Prompt – Respond with the count alone after checking every line in the material below for "derive".

Segment Open

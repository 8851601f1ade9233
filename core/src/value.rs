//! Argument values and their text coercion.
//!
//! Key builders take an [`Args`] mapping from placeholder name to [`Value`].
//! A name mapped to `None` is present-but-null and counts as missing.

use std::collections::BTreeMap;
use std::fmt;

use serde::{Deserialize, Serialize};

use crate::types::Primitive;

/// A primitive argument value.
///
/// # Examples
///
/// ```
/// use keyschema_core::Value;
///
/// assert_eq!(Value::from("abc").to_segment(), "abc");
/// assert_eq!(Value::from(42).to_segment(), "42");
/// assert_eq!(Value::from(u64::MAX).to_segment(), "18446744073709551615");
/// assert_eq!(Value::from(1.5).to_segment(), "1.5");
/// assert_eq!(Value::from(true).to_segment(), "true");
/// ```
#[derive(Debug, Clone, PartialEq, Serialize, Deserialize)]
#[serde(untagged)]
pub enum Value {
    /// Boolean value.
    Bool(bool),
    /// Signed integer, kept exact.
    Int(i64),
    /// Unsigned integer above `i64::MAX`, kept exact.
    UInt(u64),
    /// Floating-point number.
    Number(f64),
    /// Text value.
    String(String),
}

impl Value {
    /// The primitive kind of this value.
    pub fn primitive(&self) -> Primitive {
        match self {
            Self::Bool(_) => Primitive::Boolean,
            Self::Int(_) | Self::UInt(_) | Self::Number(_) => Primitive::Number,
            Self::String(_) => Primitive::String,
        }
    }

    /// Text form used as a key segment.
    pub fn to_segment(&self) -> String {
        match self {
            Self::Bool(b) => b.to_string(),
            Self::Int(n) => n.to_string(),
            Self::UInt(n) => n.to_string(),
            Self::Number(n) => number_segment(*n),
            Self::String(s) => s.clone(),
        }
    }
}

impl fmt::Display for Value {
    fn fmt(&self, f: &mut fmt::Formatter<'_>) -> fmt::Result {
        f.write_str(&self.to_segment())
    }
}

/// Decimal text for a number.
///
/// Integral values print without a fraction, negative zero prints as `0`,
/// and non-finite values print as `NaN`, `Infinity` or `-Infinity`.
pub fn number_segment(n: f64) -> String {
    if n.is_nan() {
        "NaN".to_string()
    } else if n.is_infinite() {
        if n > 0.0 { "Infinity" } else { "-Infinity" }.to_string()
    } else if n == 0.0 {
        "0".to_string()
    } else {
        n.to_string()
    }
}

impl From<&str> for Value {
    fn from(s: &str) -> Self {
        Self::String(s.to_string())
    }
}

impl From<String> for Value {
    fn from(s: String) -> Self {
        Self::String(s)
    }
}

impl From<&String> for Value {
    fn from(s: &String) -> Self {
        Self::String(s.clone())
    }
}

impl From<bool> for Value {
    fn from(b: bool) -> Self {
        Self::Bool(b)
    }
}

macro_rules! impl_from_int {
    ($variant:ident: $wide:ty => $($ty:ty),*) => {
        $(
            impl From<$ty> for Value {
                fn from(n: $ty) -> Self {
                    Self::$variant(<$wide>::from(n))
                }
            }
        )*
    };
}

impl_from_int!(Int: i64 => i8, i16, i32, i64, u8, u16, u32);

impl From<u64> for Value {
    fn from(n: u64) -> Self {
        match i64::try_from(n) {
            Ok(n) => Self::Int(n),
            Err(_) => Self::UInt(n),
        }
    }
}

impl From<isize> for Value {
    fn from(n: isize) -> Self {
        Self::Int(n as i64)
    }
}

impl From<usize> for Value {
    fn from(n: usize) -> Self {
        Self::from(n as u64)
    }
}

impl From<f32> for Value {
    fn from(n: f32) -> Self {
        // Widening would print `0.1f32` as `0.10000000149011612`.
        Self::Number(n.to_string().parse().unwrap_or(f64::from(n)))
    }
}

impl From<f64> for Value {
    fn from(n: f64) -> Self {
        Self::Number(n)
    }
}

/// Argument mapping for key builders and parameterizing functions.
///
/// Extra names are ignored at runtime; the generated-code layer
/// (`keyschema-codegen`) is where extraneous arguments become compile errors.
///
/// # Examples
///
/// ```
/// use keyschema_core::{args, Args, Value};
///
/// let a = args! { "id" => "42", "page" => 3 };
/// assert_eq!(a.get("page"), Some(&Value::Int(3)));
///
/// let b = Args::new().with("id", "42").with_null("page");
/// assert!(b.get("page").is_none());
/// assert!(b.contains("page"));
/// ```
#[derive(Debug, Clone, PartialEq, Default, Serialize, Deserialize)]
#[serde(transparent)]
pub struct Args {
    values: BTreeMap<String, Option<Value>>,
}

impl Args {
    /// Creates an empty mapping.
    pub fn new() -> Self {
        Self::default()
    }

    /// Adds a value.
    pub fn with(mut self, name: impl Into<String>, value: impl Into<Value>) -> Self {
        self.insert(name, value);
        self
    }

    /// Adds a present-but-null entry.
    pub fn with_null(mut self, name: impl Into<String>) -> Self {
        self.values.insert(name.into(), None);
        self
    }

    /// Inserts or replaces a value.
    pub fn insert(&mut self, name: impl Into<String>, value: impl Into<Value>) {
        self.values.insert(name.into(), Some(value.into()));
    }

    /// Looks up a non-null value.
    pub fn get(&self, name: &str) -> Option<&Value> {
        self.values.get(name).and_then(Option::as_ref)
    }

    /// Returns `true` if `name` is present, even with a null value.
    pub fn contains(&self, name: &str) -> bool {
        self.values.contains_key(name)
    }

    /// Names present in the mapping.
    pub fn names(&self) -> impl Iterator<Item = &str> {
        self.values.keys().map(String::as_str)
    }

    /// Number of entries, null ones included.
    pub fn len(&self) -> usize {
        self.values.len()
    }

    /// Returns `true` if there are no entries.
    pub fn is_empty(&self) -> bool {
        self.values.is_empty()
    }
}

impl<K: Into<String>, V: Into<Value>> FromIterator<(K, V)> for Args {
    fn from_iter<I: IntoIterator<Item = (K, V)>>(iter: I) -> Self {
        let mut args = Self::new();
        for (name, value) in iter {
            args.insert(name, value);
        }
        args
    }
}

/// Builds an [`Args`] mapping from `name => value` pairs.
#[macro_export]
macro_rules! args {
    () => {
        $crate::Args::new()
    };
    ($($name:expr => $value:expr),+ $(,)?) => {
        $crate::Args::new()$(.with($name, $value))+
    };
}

Segment Closed

Your response – 2